# WTB..Clothes Pins



## Helena (May 10, 2002)

Would like to buy wooden clothes pins for every day use. Not the cheap made in china type. In good condition and reasonable price please. thanks !!


----------



## Rosepath (Feb 18, 2011)

The Amish stores around here have them, and once I even saw the good wooden ones at Rural King.


----------



## Belfrybat (Feb 21, 2003)

Try Lehmans. Well, shucks, theirs come from China. Who would have thunk?
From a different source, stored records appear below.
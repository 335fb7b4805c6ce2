//! Capture session state and its transition function.
//!
//! `CaptureSession::advance` consumes one frame's already-derived events and
//! returns the side effects the caller must carry out. It never touches a
//! camera, window or file itself.

use crate::{
    config::WorkflowConfig,
    constants::ROTATION_STEP_DEG,
    gesture::Gesture,
    head_motion::Tilt,
    imaging::{crop, rotate_quarter_turns, CropRect},
};
use image::RgbImage;
use log::{debug, info};
use std::fmt;
use std::time::{Instant, SystemTime};

/// Workflow mode
#[derive(Debug, Clone, Copy, PartialEq, Eq, Hash)]
pub enum Mode {
    /// Waiting for a thumbs-up
    Idle,
    /// Countdown before the snapshot
    CountingDown,
    /// Photo taken, waiting for confirmation
    Confirm,
    /// Framing a crop rectangle with both hands
    Crop,
    /// Rotating the cropped photo with head tilts
    Rotate,
    /// Photo saved
    Done,
}

impl fmt::Display for Mode {
    fn fmt(&self, f: &mut fmt::Formatter<'_>) -> fmt::Result {
        let name = match self {
            Self::Idle => "idle",
            Self::CountingDown => "counting down",
            Self::Confirm => "confirm",
            Self::Crop => "crop",
            Self::Rotate => "rotate",
            Self::Done => "done",
        };
        f.write_str(name)
    }
}

/// Per-frame control signals
#[derive(Debug, Clone, Copy, Default, PartialEq, Eq)]
pub struct Controls {
    /// Stop the interactive loop
    pub cancel: bool,
    /// Return to Idle and discard the photo
    pub reset: bool,
}

/// Everything recognized in one frame
#[derive(Debug, Clone, Default)]
pub struct FrameEvents {
    /// One gesture per detected hand
    pub gestures: Vec<Gesture>,
    /// A nod was recognized
    pub nod: bool,
    /// A tilt was recognized
    pub tilt: Option<Tilt>,
    /// Rectangle framed by two hands
    pub crop_rect: Option<CropRect>,
    /// Control signals polled for this frame
    pub controls: Controls,
}

impl FrameEvents {
    /// Whether any hand shows `gesture`
    #[must_use]
    pub fn has(&self, gesture: Gesture) -> bool {
        self.gestures.contains(&gesture)
    }
}

/// Side effect requested by a transition
#[derive(Debug, Clone, PartialEq)]
pub enum Effect {
    /// Write the final photo, keyed by its capture time
    Persist {
        /// Final, rotated photo
        image: RgbImage,
        /// Wall-clock time of the confirming gesture
        taken_at: SystemTime,
    },
    /// The workflow reached Done; show the final photo until closed
    Finish,
    /// Stop immediately
    Terminate,
}

/// The mutable workflow state
#[derive(Debug, Clone)]
pub struct CaptureSession {
    config: WorkflowConfig,
    mode: Mode,
    captured: Option<RgbImage>,
    crop_rect: Option<CropRect>,
    rotation_angle: i32,
    countdown_started: Option<Instant>,
    last_up: Option<Instant>,
    last_nod: Option<Instant>,
}

fn elapsed_secs(since: Instant, now: Instant) -> f64 {
    now.saturating_duration_since(since).as_secs_f64()
}

impl CaptureSession {
    /// Create a session in Idle
    #[must_use]
    pub fn new(config: WorkflowConfig) -> Self {
        Self {
            config,
            mode: Mode::Idle,
            captured: None,
            crop_rect: None,
            rotation_angle: 0,
            countdown_started: None,
            last_up: None,
            last_nod: None,
        }
    }

    /// Current mode
    #[must_use]
    pub const fn mode(&self) -> Mode {
        self.mode
    }

    /// Captured photo, if any
    #[must_use]
    pub const fn captured(&self) -> Option<&RgbImage> {
        self.captured.as_ref()
    }

    /// Crop rectangle from the latest frame in Crop mode
    #[must_use]
    pub const fn crop_rect(&self) -> Option<&CropRect> {
        self.crop_rect.as_ref()
    }

    /// Accumulated rotation in degrees, unwrapped
    #[must_use]
    pub const fn rotation_angle(&self) -> i32 {
        self.rotation_angle
    }

    /// Seconds left in the countdown, rounded up the way the overlay shows them
    #[must_use]
    pub fn countdown_remaining(&self, now: Instant) -> Option<u32> {
        let started = self.countdown_started?;
        let remaining = self.config.countdown_secs - elapsed_secs(started, now).floor();
        #[allow(clippy::cast_possible_truncation, clippy::cast_sign_loss)]
        Some(remaining.max(0.0).ceil() as u32)
    }

    /// Return to Idle, dropping the photo, rotation and every cooldown
    pub fn reset(&mut self) {
        info!("Session reset from {}", self.mode);
        self.mode = Mode::Idle;
        self.captured = None;
        self.crop_rect = None;
        self.rotation_angle = 0;
        self.countdown_started = None;
        self.last_up = None;
        self.last_nod = None;
    }

    fn up_allowed(&self, now: Instant) -> bool {
        self.last_up
            .map_or(true, |last| elapsed_secs(last, now) >= self.config.thumbs_cooldown_secs)
    }

    fn nod_allowed(&self, now: Instant) -> bool {
        self.last_nod
            .map_or(true, |last| elapsed_secs(last, now) >= self.config.nod_cooldown_secs)
    }

    fn enter(&mut self, mode: Mode) {
        info!("Mode {} -> {}", self.mode, mode);
        self.mode = mode;
    }

    /// Apply one frame's events.
    ///
    /// `frame` is the live camera image, snapshotted when the countdown ends.
    /// `wall_time` keys the saved photo.
    pub fn advance(&mut self, events: &FrameEvents, frame: &RgbImage, now: Instant, wall_time: SystemTime) -> Vec<Effect> {
        if events.controls.cancel {
            info!("Cancel requested in {}", self.mode);
            return vec![Effect::Terminate];
        }
        if events.controls.reset {
            self.reset();
            return Vec::new();
        }

        match self.mode {
            Mode::Idle => {
                if events.has(Gesture::Up) {
                    self.last_up = Some(now);
                    self.countdown_started = Some(now);
                    self.enter(Mode::CountingDown);
                }
            }
            Mode::CountingDown => {
                let started = *self.countdown_started.get_or_insert(now);
                if elapsed_secs(started, now) >= self.config.countdown_secs {
                    self.captured = Some(frame.clone());
                    self.countdown_started = None;
                    self.enter(Mode::Confirm);
                }
            }
            Mode::Confirm => {
                if events.has(Gesture::Up) && self.up_allowed(now) {
                    self.last_up = Some(now);
                    self.enter(Mode::Crop);
                } else if events.has(Gesture::Down) {
                    self.captured = None;
                    self.enter(Mode::Idle);
                }
            }
            Mode::Crop => {
                self.crop_rect = events.crop_rect;
                if events.nod && self.nod_allowed(now) {
                    self.apply_crop(now);
                }
            }
            Mode::Rotate => {
                if let Some(tilt) = events.tilt {
                    self.rotation_angle += match tilt {
                        Tilt::Left => -ROTATION_STEP_DEG,
                        Tilt::Right => ROTATION_STEP_DEG,
                    };
                    debug!("Rotation angle now {}", self.rotation_angle);
                } else if events.has(Gesture::Up) && self.up_allowed(now) {
                    self.last_up = Some(now);
                    return self.finish(wall_time);
                }
            }
            Mode::Done => {}
        }

        Vec::new()
    }

    fn apply_crop(&mut self, now: Instant) {
        let (Some(rect), Some(photo)) = (self.crop_rect, self.captured.as_ref()) else {
            debug!("Nod ignored: no crop rectangle");
            return;
        };
        let Some(cropped) = crop(photo, &rect) else {
            debug!("Nod ignored: rectangle outside the photo");
            return;
        };

        info!("Cropped photo to {}x{}", cropped.width(), cropped.height());
        self.last_nod = Some(now);
        self.captured = Some(cropped);
        self.crop_rect = None;
        self.enter(Mode::Rotate);
    }

    fn finish(&mut self, taken_at: SystemTime) -> Vec<Effect> {
        let Some(photo) = self.captured.take() else {
            return Vec::new();
        };

        let final_image = rotate_quarter_turns(&photo, self.rotation_angle);
        self.captured = Some(final_image.clone());
        self.enter(Mode::Done);

        vec![
            Effect::Persist {
                image: final_image,
                taken_at,
            },
            Effect::Finish,
        ]
    }
}

impl Default for CaptureSession {
    fn default() -> Self {
        Self::new(WorkflowConfig::default())
    }
}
Apparently the only clothespins now made in the US is Vermont clothespins. Pricey, but if you don't want Chinese, these are all you'll be able to get. 
http://vermontclothespins.com/clothespins-18-count.html


----------



## WildernesFamily (Mar 11, 2006)

I saw a link to these on FB the other day, they are definitely more expensive than the cheap store ones, but beautiful and very well made:

http://ladyandthecarpenter.com/lady-and-the-carpenter-store/kevins-quality-clothespins/

I don't know the people, have never bought the clothespins so can't give a review, but that import vs. their clothespin photo makes me think they would be pretty awesome... and hey they're made in the USA


----------



## frabjuslady (Jul 18, 2014)

Kevin's Quality Clothespins are good for everyday use. Can also find good clothesline bags HERE

You can also find alot of reviews for them on Amazon. 

If you can find old clothespins from before 1960 they were made in the US then and were good quality. After that they were sent overseas for manufacturing and the quality drastically declined.


----------